I think using "object" here would be the right thing to do.
> I'm not sure I fully grok your concern here or what you're proposing as
> an alternative.
If you look at the algorithm at
https://dvcs.w3.org/hg/webcrypto-api/raw-file/tip/spec/Overview.html#dfn-SubtleCrypto-method-encrypt
for example, it performs all the steps after step 3 asynchronously
(using what task source?). Step 6 involves invoking
https://dvcs.w3.org/hg/webcrypto-api/raw-file/tip/spec/Overview.html#algorithm-normalizing-rules
(I assume; the actual link in that step is broken), which can cause
execution of arbitrary page script.
If it's not critical that this happen asynchronously, it would be best
to do this arbitrary script execution before returning from the
encrypt() call, to avoid introducing races. If it _is_ critical that
this happen asynchronously, then we need to specify which task queue is
used for the task that calls into script.

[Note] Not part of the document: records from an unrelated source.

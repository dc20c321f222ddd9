//! Backend-level failures.

use thiserror::Error;

#[derive(Debug, Error)]
pub enum BackendError {
	/// A DSN or option set that cannot describe a connection.
	#[error("invalid connection configuration: {message}")]
	Configuration { message: String },

	/// Driver errors propagate unchanged with their original message.
	#[error(transparent)]
	Database(#[from] sqlx::Error),

	/// A row value that does not decode as its declared column type.
	#[error("cannot decode column `{column}`: {message}")]
	Decode { column: String, message: String },

	/// Commit or rollback without a matching begin.
	#[error("transaction misuse: {message}")]
	TransactionState { message: String },
}
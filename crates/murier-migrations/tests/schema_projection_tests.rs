//! Projection of declared metadata into the normalized schema form, and
//! diffing that projection against synthetic live schemas.

use murier_metadata::builder::EntityMetadataBuilder;
use murier_metadata::column::ColumnMetadata;
use murier_metadata::foreign_key::ForeignKeyMetadata;
use murier_metadata::index::IndexMetadata;
use murier_metadata::registry::{MetadataRegistry, MetadataRegistryBuilder};
use murier_metadata::types::{ColumnKey, ColumnType, ReferentialRule};
use murier_migrations::comparer::SchemaComparer;
use murier_migrations::renderer::DdlRenderer;
use murier_migrations::schema::DatabaseSchema;

fn registry() -> MetadataRegistry {
	MetadataRegistryBuilder::new()
		.register(
			EntityMetadataBuilder::new("Unit")
				.table("units")
				.column(
					ColumnMetadata::new("id", "id", ColumnType::Int)
						.unsigned(true)
						.with_key(ColumnKey::Primary)
						.with_extra("auto_increment"),
				)
				.column(ColumnMetadata::new("name", "name", ColumnType::VarChar).with_length(255))
				.build()
				.unwrap(),
		)
		.register(
			EntityMetadataBuilder::new("User")
				.table("users")
				.column(
					ColumnMetadata::new("id", "id", ColumnType::Int)
						.unsigned(true)
						.with_key(ColumnKey::Primary)
						.with_extra("auto_increment"),
				)
				.column(
					ColumnMetadata::new("username", "username", ColumnType::VarChar)
						.with_length(255)
						.with_key(ColumnKey::Unique),
				)
				.column(
					ColumnMetadata::new("unitId", "unit_id", ColumnType::Int)
						.unsigned(true)
						.nullable(true),
				)
				.foreign_key(
					ForeignKeyMetadata::new("unit_id", "units", "id")
						.on_delete(ReferentialRule::SetNull),
				)
				.index(IndexMetadata::new(
					"idx_users_unit_id",
					vec!["unit_id".to_string()],
					false,
				))
				.build()
				.unwrap(),
		)
		.build()
		.unwrap()
}

#[test]
fn projection_keeps_declaration_order_and_names() {
	let schema = DatabaseSchema::from_registry(&registry());
	assert_eq!(
		schema.tables.keys().collect::<Vec<_>>(),
		vec!["units", "users"]
	);

	let users = &schema.tables["users"];
	let columns: Vec<&String> = users.columns.keys().collect();
	assert_eq!(columns, vec!["id", "username", "unit_id"]);
	assert!(users.foreign_keys.contains_key("fk_users_unit_id_units"));
}

#[test]
fn unique_key_tag_becomes_an_index() {
	let schema = DatabaseSchema::from_registry(&registry());
	let users = &schema.tables["users"];
	let index = &users.indexes["username"];
	assert!(index.unique);
	assert_eq!(index.columns, vec!["username".to_string()]);
	assert!(users.indexes.contains_key("idx_users_unit_id"));
}

#[test]
fn empty_live_schema_generates_dependency_ordered_creates() {
	let declared = DatabaseSchema::from_registry(&registry());
	let diff = SchemaComparer::new()
		.compare(&declared, &DatabaseSchema::new())
		.unwrap();

	let created: Vec<&str> = diff
		.tables_to_create
		.iter()
		.map(|t| t.name.as_str())
		.collect();
	assert_eq!(created, vec!["units", "users"]);

	let up = DdlRenderer::render_up(&diff);
	assert_eq!(up.len(), 2);
	assert!(up[0].contains("CREATE TABLE `units`"));
	assert!(up[1].contains("CREATE TABLE `users`"));
	assert!(up[1].contains("CONSTRAINT `fk_users_unit_id_units`"));
	assert!(up[1].contains("ON DELETE SET NULL"));
}

#[test]
fn applying_the_projection_to_itself_is_a_fixpoint() {
	let declared = DatabaseSchema::from_registry(&registry());
	let diff = SchemaComparer::new().compare(&declared, &declared).unwrap();
	assert!(diff.is_empty());
}

#[test]
fn down_of_a_create_drops_in_reverse_order() {
	let declared = DatabaseSchema::from_registry(&registry());
	let diff = SchemaComparer::new()
		.compare(&declared, &DatabaseSchema::new())
		.unwrap();
	let down = DdlRenderer::render_down(&diff);
	assert_eq!(down.len(), 2);
	assert!(down[0].contains("DROP TABLE `users`"));
	assert!(down[1].contains("DROP TABLE `units`"));
}
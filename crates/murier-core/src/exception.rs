//! Error kinds shared across the metadata and codec layers.
//!
//! Higher layers (ORM, migrations) define their own error enums and lift
//! these kinds via `#[from]`.

use thiserror::Error;

/// Failures raised while building or querying entity metadata.
#[derive(Debug, Clone, Error, PartialEq, Eq)]
pub enum MetadataError {
	/// The type was never registered or lacks the entity marker.
	#[error("unknown entity `{type_name}`")]
	UnknownEntity { type_name: String },

	/// Two declared entities map to the same table.
	#[error("duplicate table `{table}`: declared by both `{first}` and `{second}`")]
	DuplicateTable {
		table: String,
		first: String,
		second: String,
	},

	/// A property name that does not exist on the entity.
	#[error("unknown property `{property}` on entity `{type_name}`")]
	UnknownProperty {
		type_name: String,
		property: String,
	},

	/// A declared relation points at a property or target that does not exist.
	#[error("invalid relation `{property}` on `{type_name}`: {reason}")]
	InvalidRelation {
		type_name: String,
		property: String,
		reason: String,
	},

	/// A structurally invalid declaration (missing or duplicated primary key,
	/// dangling foreign key, duplicate column).
	#[error("invalid entity `{type_name}`: {reason}")]
	InvalidEntity { type_name: String, reason: String },
}

/// Failures raised by explicit value conversions.
#[derive(Debug, Clone, Error, PartialEq, Eq)]
pub enum CodecError {
	/// The value cannot be coerced to the declared column type.
	#[error("type mismatch for column `{column}`: expected {expected}, got {actual}")]
	TypeMismatch {
		column: String,
		expected: String,
		actual: String,
	},

	/// A date/datetime string that does not parse on an explicit conversion.
	#[error("invalid date format: `{value}`")]
	InvalidDateFormat { value: String },

	/// JSON that cannot be encoded or decoded.
	#[error("invalid json for column `{column}`: {cause}")]
	InvalidJson { column: String, cause: String },
}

> The asynchronous nature is already going to be a problem for
> ArrayBuffers - which we MUST take a structured clone of the data BEFORE
> we can return the promise
This is somewhat similar, yes.
> On a spec level, can we not simply state that you invoke the structured
> clone algorithm on /alg/, letting o be the internal object created from
> such clone. Then, at later points, as needed, you convert o to the IDL
> dictionary type D, then normalize over D?
Even if you create a structured clone, as long as the result of the
clone operation is being created in the same global getting properties
from it can invoke arbitrary script. Consider, for example:
Object.defineProperty(Object.prototype, "name", {
get: function() { /* Now we get to do whatever we want */ }
});
and then passing an empty object literal (so {}) as the algorithm. The
structured clone will create a new object with no properties in the same
global, and getting .name on it will invoke the getter defined on
Object.prototype.
You could structured clone into a clean global, I guess. Is that what
you're talking about here? If so, can we guarantee that the clean
global will never leak out observably?